● **PROBLEM DETAILS**:
Lines outside the range are not wanted. Give again exactly the lines between the line holding "Underlying backend failure." and the line holding "exit in time.", inclusive, from the listing below.

● **DATA SHOWN**:
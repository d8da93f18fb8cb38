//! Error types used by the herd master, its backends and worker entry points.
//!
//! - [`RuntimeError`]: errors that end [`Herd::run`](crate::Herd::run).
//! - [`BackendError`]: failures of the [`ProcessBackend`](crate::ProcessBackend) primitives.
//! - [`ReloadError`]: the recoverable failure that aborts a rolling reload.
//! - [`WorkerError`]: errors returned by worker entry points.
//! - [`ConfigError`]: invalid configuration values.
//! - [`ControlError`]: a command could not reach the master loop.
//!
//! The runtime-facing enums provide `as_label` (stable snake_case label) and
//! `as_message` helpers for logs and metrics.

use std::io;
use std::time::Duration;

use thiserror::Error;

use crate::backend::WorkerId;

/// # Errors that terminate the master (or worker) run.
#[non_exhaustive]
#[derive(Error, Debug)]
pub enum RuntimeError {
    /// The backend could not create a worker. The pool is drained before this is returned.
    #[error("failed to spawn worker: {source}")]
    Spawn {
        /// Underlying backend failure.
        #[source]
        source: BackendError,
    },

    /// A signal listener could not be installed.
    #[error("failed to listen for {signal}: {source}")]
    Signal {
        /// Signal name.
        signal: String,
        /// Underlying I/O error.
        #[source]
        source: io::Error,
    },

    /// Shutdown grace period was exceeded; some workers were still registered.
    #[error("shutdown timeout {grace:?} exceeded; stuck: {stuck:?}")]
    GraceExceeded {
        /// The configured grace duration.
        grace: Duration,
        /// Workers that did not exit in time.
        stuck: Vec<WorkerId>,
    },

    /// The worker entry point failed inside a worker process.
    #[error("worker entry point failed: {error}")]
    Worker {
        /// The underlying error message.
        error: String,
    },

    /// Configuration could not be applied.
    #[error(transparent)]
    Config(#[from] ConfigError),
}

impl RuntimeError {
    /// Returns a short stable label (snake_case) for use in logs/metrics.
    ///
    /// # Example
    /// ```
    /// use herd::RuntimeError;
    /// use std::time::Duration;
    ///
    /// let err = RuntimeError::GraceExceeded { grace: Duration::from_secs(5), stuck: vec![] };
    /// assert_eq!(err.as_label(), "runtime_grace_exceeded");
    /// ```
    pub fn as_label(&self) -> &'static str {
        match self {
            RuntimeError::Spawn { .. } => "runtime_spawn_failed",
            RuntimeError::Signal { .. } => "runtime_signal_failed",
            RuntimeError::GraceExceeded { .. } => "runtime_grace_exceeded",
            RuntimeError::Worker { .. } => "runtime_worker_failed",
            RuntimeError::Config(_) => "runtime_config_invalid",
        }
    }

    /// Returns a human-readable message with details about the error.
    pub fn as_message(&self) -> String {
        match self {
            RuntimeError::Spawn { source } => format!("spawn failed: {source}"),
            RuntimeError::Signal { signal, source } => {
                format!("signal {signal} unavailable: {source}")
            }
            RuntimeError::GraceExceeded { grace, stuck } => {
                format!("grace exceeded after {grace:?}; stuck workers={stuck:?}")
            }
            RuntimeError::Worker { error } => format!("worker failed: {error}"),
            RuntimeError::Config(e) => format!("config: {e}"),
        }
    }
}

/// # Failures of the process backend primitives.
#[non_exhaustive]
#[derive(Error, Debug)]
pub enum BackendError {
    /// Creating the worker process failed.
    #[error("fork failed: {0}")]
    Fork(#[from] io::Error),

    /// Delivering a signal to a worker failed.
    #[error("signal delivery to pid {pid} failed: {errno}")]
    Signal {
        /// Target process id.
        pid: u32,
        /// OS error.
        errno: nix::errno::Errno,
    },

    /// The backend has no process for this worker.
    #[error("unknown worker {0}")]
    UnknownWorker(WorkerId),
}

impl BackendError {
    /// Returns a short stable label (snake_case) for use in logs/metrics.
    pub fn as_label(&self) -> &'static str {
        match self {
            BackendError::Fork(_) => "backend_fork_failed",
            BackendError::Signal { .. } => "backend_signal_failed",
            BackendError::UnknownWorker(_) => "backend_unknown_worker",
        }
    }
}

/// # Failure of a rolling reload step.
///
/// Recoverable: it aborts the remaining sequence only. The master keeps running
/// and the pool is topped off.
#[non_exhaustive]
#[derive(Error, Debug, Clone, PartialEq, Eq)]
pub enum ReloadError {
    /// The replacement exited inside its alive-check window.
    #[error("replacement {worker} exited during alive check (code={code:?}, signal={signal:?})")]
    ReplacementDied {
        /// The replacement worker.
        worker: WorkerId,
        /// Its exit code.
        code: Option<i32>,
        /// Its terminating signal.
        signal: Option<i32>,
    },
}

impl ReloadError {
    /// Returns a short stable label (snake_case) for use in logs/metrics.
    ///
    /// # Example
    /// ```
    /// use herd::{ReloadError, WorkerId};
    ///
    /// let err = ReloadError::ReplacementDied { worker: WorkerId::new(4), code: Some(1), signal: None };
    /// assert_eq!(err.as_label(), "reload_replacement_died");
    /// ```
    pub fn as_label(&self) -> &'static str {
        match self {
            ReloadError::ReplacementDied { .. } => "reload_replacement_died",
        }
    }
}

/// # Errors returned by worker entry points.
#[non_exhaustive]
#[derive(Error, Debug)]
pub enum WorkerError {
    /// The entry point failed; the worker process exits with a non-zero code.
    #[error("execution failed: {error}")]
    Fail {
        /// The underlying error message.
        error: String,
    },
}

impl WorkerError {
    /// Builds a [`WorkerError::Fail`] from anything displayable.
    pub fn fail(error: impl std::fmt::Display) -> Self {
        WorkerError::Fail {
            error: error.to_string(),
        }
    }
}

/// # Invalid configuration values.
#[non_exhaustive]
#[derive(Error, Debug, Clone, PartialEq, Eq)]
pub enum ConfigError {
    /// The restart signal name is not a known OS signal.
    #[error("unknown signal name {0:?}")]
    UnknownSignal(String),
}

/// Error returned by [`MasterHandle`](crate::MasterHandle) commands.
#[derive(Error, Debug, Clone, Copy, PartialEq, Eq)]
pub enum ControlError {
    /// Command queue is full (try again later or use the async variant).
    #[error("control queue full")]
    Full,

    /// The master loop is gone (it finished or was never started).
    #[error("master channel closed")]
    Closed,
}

● **YOUR SOLUTION**:
        /// Underlying backend failure.
        #[source]
        source: BackendError,
    },

    /// A signal listener could not be installed.
    #[error("failed to listen for {signal}: {source}")]
    Signal {
        /// Signal name.
        signal: String,
        /// Underlying I/O error.
        #[source]
        source: io::Error,
    },

    /// Shutdown grace period was exceeded; some workers were still registered.
    #[error("shutdown timeout {grace:?} exceeded; stuck: {stuck:?}")]
    GraceExceeded {
        /// The configured grace duration.
        grace: Duration,
        /// Workers that did not exit in time.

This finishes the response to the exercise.